。道路の横に大釜が据えられて、口きり一ぱいに羊の脂肪が沸騰している。この釜のまわりの子供と蠅・それを叱る母親・一せい哄笑する町の人々・じつに盛大に混沌雑沓を極めている。
波止場の附近では行商人に悩まされた。しかし、彼らはそれでも売るべき何ものかを持っていたが、もうここまで来ると、人は、売るべき何ものをも所有していない。だから、乞食は黙ってその病毒の患部を示し、子供達はわけもなく馬車を追って競争し、女はしきりに車上の行人に膚《はだ》をあらわす。

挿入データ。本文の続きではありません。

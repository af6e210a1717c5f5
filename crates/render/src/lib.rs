//! # Render
//!
//! Turns an untrusted `FeedbackRecord` into channel-specific content.
//!
//! Responsibilities:
//! - Sanitize free-text fields (markup stripping, whitespace, length bounds)
//! - Render the HTML email body
//! - Render the Markdown issue body
//!
//! Raw user input never reaches rendered output; the only exception is the
//! raw-JSON dump appended for operators, which is escaped for its target format.

mod email;
mod fields;
mod issue;
mod sanitize;

pub use email::render_email;
pub use fields::{
    format_timestamp, MESSAGE_MAX_CHARS, REACTION_MAX_CHARS, ROUTE_MAX_CHARS, TOPIC_MAX_CHARS,
};
pub use issue::render_issue;
pub use sanitize::{sanitize, PLACEHOLDER};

肉屋がある。血だらけな肉切り台は銀蠅で覆われてる。何という反食慾的な腐爛した臭気! そして、これはまた、何と悲しい麺麭屋《ベイカリー》だ! 店頭のぱん[#「ぱん」に傍点]は、数度の発疹に蒼白く横たわって息づいている。不潔と醜怪。狭い往来は病気の展覧会だ。狼瘡《ルウパス》、風眼、瘰癧《るいれき》、それからあらゆる期程の梅毒――。
馬車は急ぐ。
老人の忘八《ホア・マスタ》が、馬車と平行して走る。
『あらびやの女がいますよ。アラビヤの女が――。』
右からも左からも色んな声が馬車を包囲する。